*WHAT THIS TASK INVOLVES*.
Each line below with the word "port" needs to be copied.

*THE INPUT*.
--

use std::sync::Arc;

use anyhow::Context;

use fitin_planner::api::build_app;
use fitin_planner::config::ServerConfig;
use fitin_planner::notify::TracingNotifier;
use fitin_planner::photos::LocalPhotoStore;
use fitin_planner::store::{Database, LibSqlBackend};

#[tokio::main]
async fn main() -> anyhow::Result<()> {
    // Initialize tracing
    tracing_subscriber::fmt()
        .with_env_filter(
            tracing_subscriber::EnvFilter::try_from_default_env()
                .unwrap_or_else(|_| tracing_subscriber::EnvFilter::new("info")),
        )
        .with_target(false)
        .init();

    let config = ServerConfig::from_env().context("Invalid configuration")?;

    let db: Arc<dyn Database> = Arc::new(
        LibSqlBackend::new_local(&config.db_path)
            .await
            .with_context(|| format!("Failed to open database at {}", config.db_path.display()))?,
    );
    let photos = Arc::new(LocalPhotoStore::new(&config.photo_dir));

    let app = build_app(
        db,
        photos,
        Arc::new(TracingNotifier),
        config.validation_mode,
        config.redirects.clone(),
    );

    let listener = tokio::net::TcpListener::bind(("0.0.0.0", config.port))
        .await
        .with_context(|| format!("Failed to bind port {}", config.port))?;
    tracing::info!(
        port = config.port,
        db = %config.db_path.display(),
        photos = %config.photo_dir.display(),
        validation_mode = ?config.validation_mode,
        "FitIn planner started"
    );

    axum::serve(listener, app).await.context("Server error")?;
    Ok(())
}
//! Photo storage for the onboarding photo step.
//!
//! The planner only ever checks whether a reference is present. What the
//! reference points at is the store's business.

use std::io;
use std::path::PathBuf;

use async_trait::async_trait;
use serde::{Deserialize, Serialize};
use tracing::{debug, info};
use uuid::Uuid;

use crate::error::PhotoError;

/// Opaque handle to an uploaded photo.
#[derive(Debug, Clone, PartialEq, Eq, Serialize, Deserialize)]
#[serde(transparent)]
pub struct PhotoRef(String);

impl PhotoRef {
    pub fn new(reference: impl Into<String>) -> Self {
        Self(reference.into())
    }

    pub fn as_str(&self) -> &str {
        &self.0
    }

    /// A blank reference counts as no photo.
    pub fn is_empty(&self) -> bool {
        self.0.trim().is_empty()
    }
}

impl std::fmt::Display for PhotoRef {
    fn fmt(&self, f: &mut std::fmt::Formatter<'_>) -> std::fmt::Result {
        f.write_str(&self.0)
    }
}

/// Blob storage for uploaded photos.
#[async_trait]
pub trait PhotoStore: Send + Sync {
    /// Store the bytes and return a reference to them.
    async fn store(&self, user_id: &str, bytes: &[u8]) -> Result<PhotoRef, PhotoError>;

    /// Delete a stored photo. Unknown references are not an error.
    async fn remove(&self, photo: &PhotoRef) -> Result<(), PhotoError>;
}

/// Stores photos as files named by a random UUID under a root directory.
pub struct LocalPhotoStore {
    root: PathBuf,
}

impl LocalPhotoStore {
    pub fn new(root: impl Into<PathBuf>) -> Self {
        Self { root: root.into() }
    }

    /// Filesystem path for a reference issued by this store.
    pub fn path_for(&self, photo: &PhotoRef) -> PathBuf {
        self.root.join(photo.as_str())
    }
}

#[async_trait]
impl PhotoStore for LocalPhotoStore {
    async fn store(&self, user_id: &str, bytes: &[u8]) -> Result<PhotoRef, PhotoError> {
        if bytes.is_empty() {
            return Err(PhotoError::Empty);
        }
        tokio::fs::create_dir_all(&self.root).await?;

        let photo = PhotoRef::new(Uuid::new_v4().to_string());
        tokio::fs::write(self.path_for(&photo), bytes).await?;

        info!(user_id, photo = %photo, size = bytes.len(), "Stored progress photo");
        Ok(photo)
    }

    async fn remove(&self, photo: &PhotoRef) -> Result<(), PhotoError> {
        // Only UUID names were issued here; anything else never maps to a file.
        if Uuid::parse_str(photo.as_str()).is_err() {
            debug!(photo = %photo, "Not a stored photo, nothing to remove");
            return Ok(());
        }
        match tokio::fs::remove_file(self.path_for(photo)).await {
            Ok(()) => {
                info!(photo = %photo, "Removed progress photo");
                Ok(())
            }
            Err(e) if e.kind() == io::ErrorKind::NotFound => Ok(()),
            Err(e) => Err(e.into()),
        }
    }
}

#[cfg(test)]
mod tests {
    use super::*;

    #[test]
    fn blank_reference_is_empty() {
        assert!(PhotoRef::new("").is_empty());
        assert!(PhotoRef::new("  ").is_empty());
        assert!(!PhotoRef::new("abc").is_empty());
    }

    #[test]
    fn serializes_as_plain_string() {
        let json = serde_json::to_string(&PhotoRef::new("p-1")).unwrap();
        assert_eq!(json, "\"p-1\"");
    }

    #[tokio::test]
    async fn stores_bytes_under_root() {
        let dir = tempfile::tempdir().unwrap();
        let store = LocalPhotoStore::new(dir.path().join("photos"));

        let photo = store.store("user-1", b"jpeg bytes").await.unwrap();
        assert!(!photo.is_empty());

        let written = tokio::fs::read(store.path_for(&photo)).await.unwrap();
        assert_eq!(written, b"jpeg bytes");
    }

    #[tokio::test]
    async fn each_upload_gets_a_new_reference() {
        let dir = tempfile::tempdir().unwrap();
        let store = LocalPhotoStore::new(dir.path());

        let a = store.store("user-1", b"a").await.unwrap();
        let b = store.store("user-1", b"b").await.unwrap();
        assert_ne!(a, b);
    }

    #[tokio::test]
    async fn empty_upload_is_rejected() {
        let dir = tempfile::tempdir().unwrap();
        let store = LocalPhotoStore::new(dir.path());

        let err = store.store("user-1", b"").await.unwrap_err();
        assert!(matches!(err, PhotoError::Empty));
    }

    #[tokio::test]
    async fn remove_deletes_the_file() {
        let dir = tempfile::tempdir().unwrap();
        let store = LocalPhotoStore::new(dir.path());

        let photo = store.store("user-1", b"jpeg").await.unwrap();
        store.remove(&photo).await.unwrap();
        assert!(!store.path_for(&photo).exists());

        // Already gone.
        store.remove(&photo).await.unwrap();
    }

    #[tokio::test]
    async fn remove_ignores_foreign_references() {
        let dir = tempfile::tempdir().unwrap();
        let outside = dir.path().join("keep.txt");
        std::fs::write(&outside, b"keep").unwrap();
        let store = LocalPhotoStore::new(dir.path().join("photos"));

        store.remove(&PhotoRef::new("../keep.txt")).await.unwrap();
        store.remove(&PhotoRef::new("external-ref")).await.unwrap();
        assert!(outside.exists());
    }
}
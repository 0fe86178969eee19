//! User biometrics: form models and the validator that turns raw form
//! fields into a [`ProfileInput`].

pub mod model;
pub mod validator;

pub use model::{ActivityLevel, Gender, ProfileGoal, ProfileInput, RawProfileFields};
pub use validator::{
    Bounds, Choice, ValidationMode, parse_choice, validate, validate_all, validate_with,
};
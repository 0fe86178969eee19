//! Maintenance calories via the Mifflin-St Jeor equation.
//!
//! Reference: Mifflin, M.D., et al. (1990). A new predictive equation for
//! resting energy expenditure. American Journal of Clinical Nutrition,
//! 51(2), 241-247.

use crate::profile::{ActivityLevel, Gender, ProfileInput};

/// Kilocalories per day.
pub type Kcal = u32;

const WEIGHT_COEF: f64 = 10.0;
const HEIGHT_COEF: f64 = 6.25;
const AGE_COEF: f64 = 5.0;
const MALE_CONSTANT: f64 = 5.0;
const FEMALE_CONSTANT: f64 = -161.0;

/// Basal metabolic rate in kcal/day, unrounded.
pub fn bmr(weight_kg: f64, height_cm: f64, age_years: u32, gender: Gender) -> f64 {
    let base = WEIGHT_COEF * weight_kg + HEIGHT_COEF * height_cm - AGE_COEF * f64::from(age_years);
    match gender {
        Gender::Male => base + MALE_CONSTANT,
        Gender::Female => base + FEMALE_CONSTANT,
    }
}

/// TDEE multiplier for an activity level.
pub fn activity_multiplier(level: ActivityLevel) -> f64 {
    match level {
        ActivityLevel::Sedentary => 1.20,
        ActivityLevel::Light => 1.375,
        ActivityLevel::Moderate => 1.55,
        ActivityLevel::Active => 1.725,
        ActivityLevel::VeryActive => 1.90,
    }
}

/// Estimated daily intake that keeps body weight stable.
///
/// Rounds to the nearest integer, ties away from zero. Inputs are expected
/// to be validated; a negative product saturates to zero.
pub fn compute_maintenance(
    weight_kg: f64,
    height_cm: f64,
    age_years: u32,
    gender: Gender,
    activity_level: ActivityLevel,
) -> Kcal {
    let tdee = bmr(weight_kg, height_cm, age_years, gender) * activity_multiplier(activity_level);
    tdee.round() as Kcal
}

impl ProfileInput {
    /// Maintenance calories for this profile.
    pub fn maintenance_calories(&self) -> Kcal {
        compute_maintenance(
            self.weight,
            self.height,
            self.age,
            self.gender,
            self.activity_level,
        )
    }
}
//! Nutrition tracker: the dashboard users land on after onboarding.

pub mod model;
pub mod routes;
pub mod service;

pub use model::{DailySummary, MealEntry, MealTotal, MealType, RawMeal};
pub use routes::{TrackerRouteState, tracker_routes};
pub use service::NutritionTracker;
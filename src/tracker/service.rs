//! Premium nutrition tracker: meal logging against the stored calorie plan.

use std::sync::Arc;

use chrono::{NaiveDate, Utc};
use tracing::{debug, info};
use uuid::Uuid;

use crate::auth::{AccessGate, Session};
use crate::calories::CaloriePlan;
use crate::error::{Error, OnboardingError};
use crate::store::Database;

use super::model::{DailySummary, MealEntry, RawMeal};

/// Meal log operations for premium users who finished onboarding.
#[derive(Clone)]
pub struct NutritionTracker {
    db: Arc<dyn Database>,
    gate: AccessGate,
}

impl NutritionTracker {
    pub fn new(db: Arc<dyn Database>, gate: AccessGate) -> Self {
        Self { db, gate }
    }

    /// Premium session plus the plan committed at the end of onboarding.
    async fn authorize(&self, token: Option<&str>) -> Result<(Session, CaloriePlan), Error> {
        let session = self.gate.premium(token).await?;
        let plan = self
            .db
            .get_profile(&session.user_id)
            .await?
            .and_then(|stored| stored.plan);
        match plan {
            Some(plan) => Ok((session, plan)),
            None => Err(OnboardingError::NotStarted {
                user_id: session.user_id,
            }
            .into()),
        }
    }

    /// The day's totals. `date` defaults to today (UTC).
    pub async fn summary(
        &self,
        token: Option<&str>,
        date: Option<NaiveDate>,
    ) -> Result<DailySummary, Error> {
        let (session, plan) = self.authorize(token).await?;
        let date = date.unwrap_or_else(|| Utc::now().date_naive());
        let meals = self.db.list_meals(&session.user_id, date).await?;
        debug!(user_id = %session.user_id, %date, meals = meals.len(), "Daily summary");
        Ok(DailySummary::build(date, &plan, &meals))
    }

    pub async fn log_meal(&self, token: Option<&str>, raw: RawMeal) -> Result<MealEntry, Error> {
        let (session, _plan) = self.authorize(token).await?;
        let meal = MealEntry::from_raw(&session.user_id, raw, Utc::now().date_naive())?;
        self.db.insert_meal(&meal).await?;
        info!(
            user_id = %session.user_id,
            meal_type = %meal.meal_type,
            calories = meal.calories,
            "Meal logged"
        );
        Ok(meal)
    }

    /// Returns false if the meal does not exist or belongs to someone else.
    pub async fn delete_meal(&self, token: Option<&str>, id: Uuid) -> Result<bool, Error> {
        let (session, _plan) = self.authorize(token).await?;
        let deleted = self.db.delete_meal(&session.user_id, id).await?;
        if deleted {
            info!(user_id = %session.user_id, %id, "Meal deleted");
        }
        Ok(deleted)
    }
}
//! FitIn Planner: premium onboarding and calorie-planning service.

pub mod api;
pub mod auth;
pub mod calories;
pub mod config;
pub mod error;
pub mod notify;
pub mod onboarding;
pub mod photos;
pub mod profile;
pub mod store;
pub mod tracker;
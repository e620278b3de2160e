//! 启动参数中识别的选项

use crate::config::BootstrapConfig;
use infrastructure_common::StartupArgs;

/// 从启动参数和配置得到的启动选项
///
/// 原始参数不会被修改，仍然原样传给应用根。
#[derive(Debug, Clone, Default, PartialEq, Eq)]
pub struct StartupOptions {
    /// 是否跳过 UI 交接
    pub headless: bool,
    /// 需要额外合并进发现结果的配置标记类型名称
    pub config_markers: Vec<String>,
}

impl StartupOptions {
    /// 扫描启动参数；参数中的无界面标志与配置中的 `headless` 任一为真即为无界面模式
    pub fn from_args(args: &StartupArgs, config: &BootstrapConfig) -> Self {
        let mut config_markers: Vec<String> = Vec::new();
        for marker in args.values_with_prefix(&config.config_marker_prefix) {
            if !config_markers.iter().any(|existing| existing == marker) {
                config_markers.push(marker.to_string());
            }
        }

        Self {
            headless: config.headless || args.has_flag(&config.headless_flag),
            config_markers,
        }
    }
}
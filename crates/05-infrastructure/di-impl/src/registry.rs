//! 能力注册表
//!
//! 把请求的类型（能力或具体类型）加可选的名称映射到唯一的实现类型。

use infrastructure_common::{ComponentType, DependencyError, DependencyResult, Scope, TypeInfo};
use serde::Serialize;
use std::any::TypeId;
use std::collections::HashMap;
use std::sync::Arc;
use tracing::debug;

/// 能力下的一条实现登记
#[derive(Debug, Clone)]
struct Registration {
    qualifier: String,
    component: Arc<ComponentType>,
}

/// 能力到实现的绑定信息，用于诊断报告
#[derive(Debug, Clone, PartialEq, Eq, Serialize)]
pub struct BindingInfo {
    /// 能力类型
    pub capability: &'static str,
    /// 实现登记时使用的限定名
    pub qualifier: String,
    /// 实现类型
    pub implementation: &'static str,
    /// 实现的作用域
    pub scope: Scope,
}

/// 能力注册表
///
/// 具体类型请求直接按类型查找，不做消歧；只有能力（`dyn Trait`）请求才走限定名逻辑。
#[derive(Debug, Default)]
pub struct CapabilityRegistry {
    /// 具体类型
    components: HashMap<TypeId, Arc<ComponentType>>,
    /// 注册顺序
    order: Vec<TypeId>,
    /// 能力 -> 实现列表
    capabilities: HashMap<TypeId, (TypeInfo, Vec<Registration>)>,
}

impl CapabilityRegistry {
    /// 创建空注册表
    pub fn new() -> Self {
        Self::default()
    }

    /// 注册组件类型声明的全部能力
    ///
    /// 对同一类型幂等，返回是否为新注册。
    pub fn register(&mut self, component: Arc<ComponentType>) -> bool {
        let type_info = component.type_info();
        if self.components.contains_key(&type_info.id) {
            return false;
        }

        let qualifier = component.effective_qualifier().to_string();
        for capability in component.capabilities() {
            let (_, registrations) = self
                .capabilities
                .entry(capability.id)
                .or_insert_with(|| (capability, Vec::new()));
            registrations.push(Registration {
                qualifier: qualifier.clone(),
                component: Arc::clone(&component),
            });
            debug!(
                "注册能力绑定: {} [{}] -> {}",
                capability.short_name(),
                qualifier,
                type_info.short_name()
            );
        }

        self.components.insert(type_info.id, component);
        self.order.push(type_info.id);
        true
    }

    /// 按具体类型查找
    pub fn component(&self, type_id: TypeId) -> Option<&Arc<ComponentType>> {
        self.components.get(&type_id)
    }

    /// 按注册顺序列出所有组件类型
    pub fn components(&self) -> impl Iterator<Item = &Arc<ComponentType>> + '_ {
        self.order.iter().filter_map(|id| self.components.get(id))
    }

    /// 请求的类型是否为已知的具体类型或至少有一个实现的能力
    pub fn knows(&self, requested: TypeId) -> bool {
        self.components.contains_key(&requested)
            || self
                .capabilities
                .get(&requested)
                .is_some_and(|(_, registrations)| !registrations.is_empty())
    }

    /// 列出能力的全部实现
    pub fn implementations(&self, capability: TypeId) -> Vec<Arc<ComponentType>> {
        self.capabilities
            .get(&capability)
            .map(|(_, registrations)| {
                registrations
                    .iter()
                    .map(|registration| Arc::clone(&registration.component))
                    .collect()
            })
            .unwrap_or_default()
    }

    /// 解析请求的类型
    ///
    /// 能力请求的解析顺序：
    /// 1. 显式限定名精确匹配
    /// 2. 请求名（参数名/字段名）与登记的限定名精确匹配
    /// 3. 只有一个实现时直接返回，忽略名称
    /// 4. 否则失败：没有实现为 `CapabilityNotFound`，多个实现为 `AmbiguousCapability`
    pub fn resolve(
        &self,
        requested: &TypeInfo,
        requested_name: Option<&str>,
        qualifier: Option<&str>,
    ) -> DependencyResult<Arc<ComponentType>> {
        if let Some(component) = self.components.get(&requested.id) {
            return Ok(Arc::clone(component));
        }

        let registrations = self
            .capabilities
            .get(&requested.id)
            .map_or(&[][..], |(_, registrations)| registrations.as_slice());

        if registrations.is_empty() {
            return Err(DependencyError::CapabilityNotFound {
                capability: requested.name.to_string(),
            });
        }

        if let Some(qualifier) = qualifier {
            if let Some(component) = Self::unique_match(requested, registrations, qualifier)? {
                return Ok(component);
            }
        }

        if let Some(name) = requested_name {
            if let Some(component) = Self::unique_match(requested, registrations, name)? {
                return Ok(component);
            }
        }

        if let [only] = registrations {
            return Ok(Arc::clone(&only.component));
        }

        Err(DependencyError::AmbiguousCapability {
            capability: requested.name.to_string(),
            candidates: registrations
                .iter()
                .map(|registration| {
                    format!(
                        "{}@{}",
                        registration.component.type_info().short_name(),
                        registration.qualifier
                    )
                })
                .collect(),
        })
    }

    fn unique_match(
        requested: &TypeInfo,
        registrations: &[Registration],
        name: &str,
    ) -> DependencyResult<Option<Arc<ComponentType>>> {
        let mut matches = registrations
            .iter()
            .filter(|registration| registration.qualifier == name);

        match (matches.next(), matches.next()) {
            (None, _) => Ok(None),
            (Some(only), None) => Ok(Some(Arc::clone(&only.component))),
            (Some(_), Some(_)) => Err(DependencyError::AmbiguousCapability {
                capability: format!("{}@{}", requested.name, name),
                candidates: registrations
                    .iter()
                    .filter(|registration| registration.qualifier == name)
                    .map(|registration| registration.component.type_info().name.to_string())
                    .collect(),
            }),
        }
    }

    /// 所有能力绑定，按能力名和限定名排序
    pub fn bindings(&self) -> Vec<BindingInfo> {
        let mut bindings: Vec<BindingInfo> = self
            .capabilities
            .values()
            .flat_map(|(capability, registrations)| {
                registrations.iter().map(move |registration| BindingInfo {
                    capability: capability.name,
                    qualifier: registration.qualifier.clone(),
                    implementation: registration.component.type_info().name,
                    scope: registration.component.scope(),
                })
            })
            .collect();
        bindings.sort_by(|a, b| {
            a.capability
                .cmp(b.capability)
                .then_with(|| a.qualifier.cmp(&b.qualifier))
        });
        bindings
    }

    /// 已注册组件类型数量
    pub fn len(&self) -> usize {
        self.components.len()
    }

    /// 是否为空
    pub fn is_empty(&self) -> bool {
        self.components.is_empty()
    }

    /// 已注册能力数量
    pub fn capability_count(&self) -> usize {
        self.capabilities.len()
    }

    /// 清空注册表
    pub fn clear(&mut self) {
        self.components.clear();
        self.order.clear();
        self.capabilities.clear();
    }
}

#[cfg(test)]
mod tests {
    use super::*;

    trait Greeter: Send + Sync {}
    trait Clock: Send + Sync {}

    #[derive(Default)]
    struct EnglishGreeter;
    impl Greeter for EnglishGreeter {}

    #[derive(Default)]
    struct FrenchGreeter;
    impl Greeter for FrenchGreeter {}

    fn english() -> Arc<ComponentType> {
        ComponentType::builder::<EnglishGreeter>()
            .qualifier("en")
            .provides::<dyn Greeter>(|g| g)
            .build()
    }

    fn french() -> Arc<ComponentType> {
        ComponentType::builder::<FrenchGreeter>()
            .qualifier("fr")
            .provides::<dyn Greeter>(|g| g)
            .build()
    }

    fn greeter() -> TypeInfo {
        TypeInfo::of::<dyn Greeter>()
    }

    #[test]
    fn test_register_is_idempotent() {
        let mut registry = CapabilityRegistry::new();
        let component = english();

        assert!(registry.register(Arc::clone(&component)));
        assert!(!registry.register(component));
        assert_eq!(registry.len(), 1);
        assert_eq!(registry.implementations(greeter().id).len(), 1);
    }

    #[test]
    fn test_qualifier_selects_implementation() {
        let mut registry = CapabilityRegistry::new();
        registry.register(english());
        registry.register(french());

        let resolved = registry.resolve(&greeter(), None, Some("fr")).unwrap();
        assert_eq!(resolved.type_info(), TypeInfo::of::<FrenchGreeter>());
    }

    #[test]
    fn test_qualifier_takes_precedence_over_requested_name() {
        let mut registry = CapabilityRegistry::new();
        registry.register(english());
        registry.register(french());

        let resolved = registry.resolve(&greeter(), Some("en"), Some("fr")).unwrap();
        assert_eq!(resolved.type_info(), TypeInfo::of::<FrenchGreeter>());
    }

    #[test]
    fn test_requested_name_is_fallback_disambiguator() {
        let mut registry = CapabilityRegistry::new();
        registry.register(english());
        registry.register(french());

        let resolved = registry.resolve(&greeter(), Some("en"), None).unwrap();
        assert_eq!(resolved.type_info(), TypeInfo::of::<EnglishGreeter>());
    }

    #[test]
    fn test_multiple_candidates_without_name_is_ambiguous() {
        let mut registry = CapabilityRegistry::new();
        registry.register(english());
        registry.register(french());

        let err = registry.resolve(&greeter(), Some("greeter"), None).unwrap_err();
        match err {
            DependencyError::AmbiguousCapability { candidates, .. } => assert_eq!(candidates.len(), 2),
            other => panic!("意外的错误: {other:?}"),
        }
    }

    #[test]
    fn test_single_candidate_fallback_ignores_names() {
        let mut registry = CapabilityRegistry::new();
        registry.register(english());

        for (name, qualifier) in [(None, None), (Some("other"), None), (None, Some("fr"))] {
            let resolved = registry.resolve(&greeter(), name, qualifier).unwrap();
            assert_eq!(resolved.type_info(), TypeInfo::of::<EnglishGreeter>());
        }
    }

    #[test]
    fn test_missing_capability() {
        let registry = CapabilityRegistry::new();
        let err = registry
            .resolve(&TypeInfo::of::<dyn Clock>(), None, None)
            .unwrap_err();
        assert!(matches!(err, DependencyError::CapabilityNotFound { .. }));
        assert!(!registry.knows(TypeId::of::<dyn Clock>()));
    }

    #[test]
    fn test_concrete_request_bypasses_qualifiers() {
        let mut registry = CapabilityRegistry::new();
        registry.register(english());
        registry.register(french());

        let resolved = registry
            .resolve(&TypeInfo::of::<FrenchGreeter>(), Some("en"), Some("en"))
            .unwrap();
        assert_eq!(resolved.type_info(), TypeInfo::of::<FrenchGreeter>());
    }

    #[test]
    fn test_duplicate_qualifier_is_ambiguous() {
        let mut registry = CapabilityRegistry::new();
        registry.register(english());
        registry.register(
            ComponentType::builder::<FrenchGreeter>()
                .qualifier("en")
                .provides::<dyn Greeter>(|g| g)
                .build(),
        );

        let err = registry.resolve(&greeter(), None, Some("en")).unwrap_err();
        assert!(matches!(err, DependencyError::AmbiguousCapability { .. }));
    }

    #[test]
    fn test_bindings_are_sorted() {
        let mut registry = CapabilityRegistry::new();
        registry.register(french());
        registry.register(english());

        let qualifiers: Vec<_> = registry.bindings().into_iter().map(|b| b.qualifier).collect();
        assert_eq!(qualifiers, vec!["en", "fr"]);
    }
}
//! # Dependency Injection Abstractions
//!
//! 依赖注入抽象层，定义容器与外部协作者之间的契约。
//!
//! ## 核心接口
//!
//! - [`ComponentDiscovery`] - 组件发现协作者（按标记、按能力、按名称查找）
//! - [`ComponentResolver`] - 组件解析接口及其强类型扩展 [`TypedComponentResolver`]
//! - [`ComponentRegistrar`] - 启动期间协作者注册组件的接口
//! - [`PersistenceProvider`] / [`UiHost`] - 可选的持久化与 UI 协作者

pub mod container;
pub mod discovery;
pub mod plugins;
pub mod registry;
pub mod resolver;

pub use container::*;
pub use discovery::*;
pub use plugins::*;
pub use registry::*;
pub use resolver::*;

--

*TASK SOLUTION*.
    let listener = tokio::net::TcpListener::bind(("0.0.0.0", config.port))
        .with_context(|| format!("Failed to bind port {}", config.port))?;
        port = config.port,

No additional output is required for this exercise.